Fractional Heat Kernel for Semi-Supervised Graph Learning with Small Training Sample Size
This work addresses the challenge of semi-supervised learning on graphs when only a small number of labeled training examples are available, which is an incremental improvement over existing methods.
The paper tackles the problem of semi-supervised graph learning with limited labeled data by introducing algorithms based on fractional heat kernel dynamics, which enhance Graph Neural Networks like GCNs and Graph Attention through adaptive multi-hop diffusion. The approach shows effectiveness on standard datasets, with computational feasibility achieved via Chebyshev polynomial approximations for large graphs.

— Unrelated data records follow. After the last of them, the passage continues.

//! Relay server setup
//!
//! Storage bootstrap, the TCP accept loop and process-level wiring.

mod console;
mod handler;
mod state;

pub use console::{execute, run_console, run_console_from, AdminCommand, CommandError};
pub use handler::handle_connection;
pub use state::RelayState;

use crate::connection::SessionRegistry;
use crate::files::FileIndex;
use relay_common::{AppConfig, AppError};
use std::future::Future;
use std::sync::Arc;
use std::time::Duration;
use tokio::net::TcpListener;

/// Pause after a failed accept before trying again
const ACCEPT_BACKOFF: Duration = Duration::from_millis(100);

/// Prepare storage and create `RelayState`
///
/// Creates the storage directory if it is missing and scans it once.
pub async fn create_relay_state(config: AppConfig) -> Result<RelayState, AppError> {
    let files = FileIndex::new(config.storage.root_path());
    files.ensure_root().await.map_err(AppError::storage)?;
    let listing = files.scan().await.map_err(AppError::storage)?;

    tracing::info!(
        root = %files.root().display(),
        count = listing.len(),
        "Storage scanned"
    );

    let registry = SessionRegistry::new_shared(config.relay.send_timeout());
    Ok(RelayState::new(registry, Arc::new(files), config))
}

/// Bind the configured TCP endpoint
pub async fn bind(config: &AppConfig) -> Result<TcpListener, AppError> {
    let addr = config.server.address();
    TcpListener::bind(&addr)
        .await
        .map_err(|source| AppError::Bind { addr, source })
}

/// Accept connections until `shutdown` resolves
///
/// Every accepted socket gets its own task. Accept errors are logged and
/// retried; they never stop the loop.
pub async fn run_server<S>(listener: TcpListener, state: RelayState, shutdown: S) -> Result<(), AppError>
where
    S: Future<Output = ()>,
{
    let addr = listener.local_addr()?;
    tracing::info!("Relay listening on {}", addr);

    tokio::pin!(shutdown);
    loop {
        tokio::select! {
            () = &mut shutdown => {
                tracing::info!("Shutdown signal received, no longer accepting connections");
                break;
            }
            accepted = listener.accept() => {
                match accepted {
                    Ok((stream, peer_addr)) => {
                        if let Err(e) = stream.set_nodelay(true) {
                            tracing::debug!(peer_addr = %peer_addr, error = %e, "Failed to set TCP_NODELAY");
                        }
                        tracing::debug!(peer_addr = %peer_addr, "Connection accepted");
                        tokio::spawn(handle_connection(state.clone(), stream, peer_addr));
                    }
                    Err(e) => {
                        tracing::warn!(error = %e, "Accept failed");
                        tokio::time::sleep(ACCEPT_BACKOFF).await;
                    }
                }
            }
        }
    }

    Ok(())
}

/// Run the complete relay with configuration
pub async fn run(config: AppConfig) -> Result<(), AppError> {
    let listener = bind(&config).await?;
    let admin_console = config.relay.admin_console;

    let state = create_relay_state(config).await?;

    if admin_console {
        tokio::spawn(run_console(state.clone()));
    }

    run_server(listener, state, shutdown_signal()).await
}

async fn shutdown_signal() {
    if let Err(e) = tokio::signal::ctrl_c().await {
        tracing::error!(error = %e, "Failed to listen for Ctrl-C");
        std::future::pending::<()>().await;
    }
}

In this work, we introduce novel algorithms for label propagation and self-training using fractional heat kernel dynamics with a source term. We motivate the methodology through the classical correspondence of information theory with the physics of parabolic evolution equations. We integrate the fractional heat kernel into Graph Neural Network architectures such as Graph Convolutional Networks and Graph Attention, enhancing their expressiveness through adaptive, multi-hop diffusion. By applying Chebyshev polynomial approximations, large graphs become computationally feasible. Motivating variational formulations demonstrate that by extending the classical diffusion model to fractional powers of the Laplacian, nonlocal interactions deliver more globally diffusing labels. The particular balance between supervision of known labels and diffusion across the graph is particularly advantageous in the case where only a small number of labeled training examples are present. We demonstrate the effectiveness of this approach on standard datasets.